We work side by side throughout the day, maintaining physical distance while our research creates bridges between different perceptual worlds. His chemosensory abilities complement my analytical approach. My pattern recognition balances his instinct-driven assessment. Together, we develop methodology neither species could create alone.
When I accidentally brush against his scales while reaching for equipment, electricity rushes through me—a reminder that our connection hasn't completely vanished, despite everything the resistance did to break it.
Nezzar freezes momentarily, his reaction suggesting he felt it too. Then he continues as if nothing happened, maintaining the careful space between us.
By evening, fatigue overtakes me. The emotional weight beneath my scientific focus has depleted my energy reserves. I sway slightly, grabbing the lab counter for support.
Nezzar moves with impossible speed, somehow steadying me without actually touching me. "You've exceeded your limits today," he says, concern evident in his voice.
"I'm fine," I insist stubbornly.
"Your readings suggest otherwise." He gestures toward the monitoring band I still wear. "Your system needs rest."
I don't have the energy to argue. Instead, I let him guide me toward my sleeping chamber, his powerful form near enough to catch me if needed but never quite making contact.
At the doorway between lab and sleeping space, I pause. The question forms before I can stop it.

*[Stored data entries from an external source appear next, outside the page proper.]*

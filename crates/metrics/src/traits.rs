//! Metrics provider traits
//!
//! Traits for components to expose their metrics to the reporter.
//! Listeners, the worker pool and host senders implement these traits so the
//! reporter can collect their metrics without knowing the concrete types.
//!
//! # Design
//!
//! - Traits use `&self` for zero-copy metric access
//! - All providers are `Send + Sync` for thread-safe collection
//! - Metric structs use atomics internally, so no locks needed

use std::sync::atomic::{AtomicU64, Ordering};

use crate::LatencySummary;

/// Metrics for an ingress listener
///
/// All fields use atomics for lock-free updates.
#[derive(Debug, Default)]
pub struct SourceMetrics {
    /// Currently open connections
    pub active_connections: AtomicU64,
    /// Connections accepted since start
    pub connections_total: AtomicU64,
    /// Lines handed to the main queue
    pub in_recs: AtomicU64,
    /// Bytes read off the wire
    pub bytes_received: AtomicU64,
    /// Lines dropped because the main queue was full
    pub throttled_recs: AtomicU64,
    /// Lines dropped for exceeding the maximum line length
    pub oversized_recs: AtomicU64,
    /// Read and stream errors
    pub errors: AtomicU64,
}

impl SourceMetrics {
    /// Create new metrics with all counters at zero
    pub const fn new() -> Self {
        Self {
            active_connections: AtomicU64::new(0),
            connections_total: AtomicU64::new(0),
            in_recs: AtomicU64::new(0),
            bytes_received: AtomicU64::new(0),
            throttled_recs: AtomicU64::new(0),
            oversized_recs: AtomicU64::new(0),
            errors: AtomicU64::new(0),
        }
    }

    #[inline]
    pub fn connection_opened(&self) {
        self.active_connections.fetch_add(1, Ordering::Relaxed);
        self.connections_total.fetch_add(1, Ordering::Relaxed);
    }

    #[inline]
    pub fn connection_closed(&self) {
        self.active_connections.fetch_sub(1, Ordering::Relaxed);
    }

    #[inline]
    pub fn record_bytes(&self, bytes: u64) {
        self.bytes_received.fetch_add(bytes, Ordering::Relaxed);
    }

    /// Record lines accepted into the main queue
    #[inline]
    pub fn record_in(&self, lines: u64) {
        self.in_recs.fetch_add(lines, Ordering::Relaxed);
    }

    /// Record lines dropped on a full main queue
    #[inline]
    pub fn record_throttled(&self, lines: u64) {
        self.throttled_recs.fetch_add(lines, Ordering::Relaxed);
    }

    #[inline]
    pub fn record_oversized(&self) {
        self.oversized_recs.fetch_add(1, Ordering::Relaxed);
    }

    #[inline]
    pub fn record_error(&self) {
        self.errors.fetch_add(1, Ordering::Relaxed);
    }

    /// Take a snapshot of current values
    #[inline]
    pub fn snapshot(&self) -> SourceMetricsSnapshot {
        SourceMetricsSnapshot {
            active_connections: self.active_connections.load(Ordering::Relaxed),
            connections_total: self.connections_total.load(Ordering::Relaxed),
            in_recs: self.in_recs.load(Ordering::Relaxed),
            bytes_received: self.bytes_received.load(Ordering::Relaxed),
            throttled_recs: self.throttled_recs.load(Ordering::Relaxed),
            oversized_recs: self.oversized_recs.load(Ordering::Relaxed),
            errors: self.errors.load(Ordering::Relaxed),
        }
    }
}

/// Point-in-time snapshot of listener metrics
#[derive(Debug, Clone, Copy, Default, PartialEq, Eq, serde::Serialize)]
pub struct SourceMetricsSnapshot {
    pub active_connections: u64,
    pub connections_total: u64,
    pub in_recs: u64,
    pub bytes_received: u64,
    pub throttled_recs: u64,
    pub oversized_recs: u64,
    pub errors: u64,
}

/// Trait for listeners to provide metrics to the reporter
pub trait SourceMetricsProvider: Send + Sync {
    /// Unique identifier for this listener (usually its bind address)
    fn source_id(&self) -> &str;

    /// Listener type ("tcp", "tcp_batch", "udp", "grpc")
    fn source_type(&self) -> &str;

    /// Get a snapshot of current metrics
    fn snapshot(&self) -> SourceMetricsSnapshot;
}

/// Worker pool counters
///
/// Matches the fields of `relay_pipeline::PipelineMetrics`.
#[derive(Debug, Clone, Copy, Default, PartialEq, Eq, serde::Serialize)]
pub struct PipelineSnapshot {
    /// Lines taken off the main queue
    pub lines_processed: u64,
    /// Lines that failed to parse
    pub error_recs: u64,
    /// Records with a fractional timestamp
    pub special_recs: u64,
    /// Records no rule matched
    pub unrouted_recs: u64,
    /// Records sent to a blackhole cluster
    pub blackholed_recs: u64,
    /// Records dropped on a full host queue
    pub throttled_host: u64,
    /// Records enqueued to a host
    pub routed_recs: u64,
}

/// Trait for the worker pool to provide metrics to the reporter
pub trait PipelineMetricsProvider: Send + Sync {
    fn pipeline_snapshot(&self) -> PipelineSnapshot;
}

/// Point-in-time snapshot of one downstream host
#[derive(Debug, Clone, Copy, Default, PartialEq, serde::Serialize)]
pub struct HostMetricsSnapshot {
    /// Records written to the wire
    pub out_recs: u64,
    /// Records dropped on a full host queue
    pub throttled_host: u64,
    /// Available/unavailable transitions
    pub state_changes: u64,
    /// Successful dials
    pub reconnects: u64,
    /// Dial attempts that failed
    pub dial_errors: u64,
    /// Idle connections closed and re-dialed
    pub old_connection_refresh: u64,
    /// Failed or timed out writes
    pub write_errors: u64,
    /// Failed periodic flushes
    pub flush_errors: u64,
    /// Whether the host currently accepts traffic
    pub available: bool,
    /// Time from parse to write
    pub latency: LatencySummary,
}

/// Trait for host senders to provide metrics to the reporter
pub trait HostMetricsProvider: Send + Sync {
    /// Host identifier (`name:port`)
    fn host_id(&self) -> &str;

    /// Owning cluster name
    fn cluster(&self) -> &str;

    /// Get a snapshot of current metrics
    fn snapshot(&self) -> HostMetricsSnapshot;
}

#[cfg(test)]
mod tests {
    use super::*;

    #[test]
    fn test_source_metrics_snapshot() {
        let metrics = SourceMetrics::new();
        metrics.connection_opened();
        metrics.connection_opened();
        metrics.connection_closed();
        metrics.record_in(1000);
        metrics.record_bytes(50000);
        metrics.record_throttled(3);
        metrics.record_oversized();
        metrics.record_error();

        let snapshot = metrics.snapshot();
        assert_eq!(snapshot.active_connections, 1);
        assert_eq!(snapshot.connections_total, 2);
        assert_eq!(snapshot.in_recs, 1000);
        assert_eq!(snapshot.bytes_received, 50000);
        assert_eq!(snapshot.throttled_recs, 3);
        assert_eq!(snapshot.oversized_recs, 1);
        assert_eq!(snapshot.errors, 1);
    }

    #[test]
    fn test_host_snapshot_default() {
        let snapshot = HostMetricsSnapshot::default();
        assert!(!snapshot.available);
        assert_eq!(snapshot.latency.count, 0);
    }
}
//! Egress over the streaming RPC
//!
//! A host with `grpc = true` forwards records to another relay through the
//! client-streaming `relay.Relay/Stream` call instead of plaintext TCP. The
//! call runs in its own task fed by a small channel; when the remote ends the
//! call the channel closes and the next write fails, which sends the
//! streamer through the usual reconnect path.

use relay_protocol::Record;
use relay_protocol::rpc::relay_client::RelayClient;
use relay_protocol::rpc::{MetricRecord, StreamSummary};
use tokio::sync::mpsc;
use tokio::task::JoinHandle;
use tokio::time::timeout;
use tokio_stream::wrappers::ReceiverStream;
use tonic::transport::Channel;

use crate::error::{HostError, Result};
use crate::host::{Endpoint, HostOptions};

/// In-flight messages between the streamer and the call task
const STREAM_BUFFER: usize = 1024;

type CallResult = std::result::Result<StreamSummary, tonic::Status>;

/// One open client-streaming call
pub(crate) struct GrpcLink {
    sender: mpsc::Sender<MetricRecord>,
    call: JoinHandle<CallResult>,
    addr: String,
    send_timeout: std::time::Duration,
}

impl GrpcLink {
    pub(crate) async fn dial(endpoint: &Endpoint, options: &HostOptions) -> Result<Self> {
        let addr = endpoint.to_string();
        let uri = format!("http://{addr}");

        let mut builder = Channel::from_shared(uri)
            .map_err(|e| HostError::StreamClosed(format!("invalid endpoint {addr}: {e}")))?
            .connect_timeout(options.connect_timeout)
            .tcp_nodelay(true);
        if !options.keepalive.is_zero() {
            builder = builder.tcp_keepalive(Some(options.keepalive));
        }

        let channel = match timeout(options.connect_timeout, builder.connect()).await {
            Ok(Ok(channel)) => channel,
            Ok(Err(e)) => return Err(HostError::Transport(e)),
            Err(_) => {
                return Err(HostError::ConnectTimeout {
                    addr,
                    timeout: options.connect_timeout,
                });
            }
        };

        let (sender, receiver) = mpsc::channel(STREAM_BUFFER);
        let mut client = RelayClient::new(channel);
        let call = tokio::spawn(async move {
            client
                .stream(ReceiverStream::new(receiver))
                .await
                .map(tonic::Response::into_inner)
        });

        Ok(Self {
            sender,
            call,
            addr,
            send_timeout: options.send_timeout,
        })
    }

    pub(crate) async fn write(&mut self, record: &Record) -> Result<()> {
        self.sender
            .send(MetricRecord::from(record))
            .await
            .map_err(|_| HostError::StreamClosed(format!("{} ended the stream", self.addr)))
    }

    /// Close our side and wait for the remote's summary
    pub(crate) async fn shutdown(self) -> Result<()> {
        drop(self.sender);

        match timeout(self.send_timeout, self.call).await {
            Ok(Ok(Ok(summary))) => {
                tracing::debug!(
                    host = %self.addr,
                    received = summary.received_count,
                    errors = summary.error_count,
                    "grpc stream closed"
                );
                Ok(())
            }
            Ok(Ok(Err(status))) => Err(HostError::StreamClosed(status.message().to_string())),
            Ok(Err(join)) => Err(HostError::StreamClosed(join.to_string())),
            Err(_) => Err(HostError::WriteTimeout(self.send_timeout)),
        }
    }
}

"Would you stay?" I ask softly. "Not for claiming, just... close by."
It's more honest than saying the medical venom works better with proximity, though that's also true. What I'm really asking for is something I don't fully understand myself—comfort I never admitted needing until it vanished.
Nezzar studies me, pupils widening slightly. "If that's what you want," he says, his careful tone belied by the subtle ripple of scales that betrays emotion.
That night, though physical separation remains, something shifts between us. His coils arrange themselves on the floor beside my sleeping platform, close enough that I feel warmth radiating from him, sense the rhythm of his breathing.
As sleep approaches, I realize "choice" means something different in this strange space we've created. My options remain limited by Conquest reality and omega biology, yet somehow, being able to ask for his presence instead of having it imposed creates room for something new to grow.
Something without a proper name. Something that might build on a foundation different from our beginning.
As consciousness fades, my hand reaches toward his nearest coil—not touching, but close enough to feel the energy between us. My last clear thought carries a simple truth: whatever exists between Nezzar and me has never fit standard definitions.
Maybe it's time to stop trying to label it and just let it become whatever it's meant to be.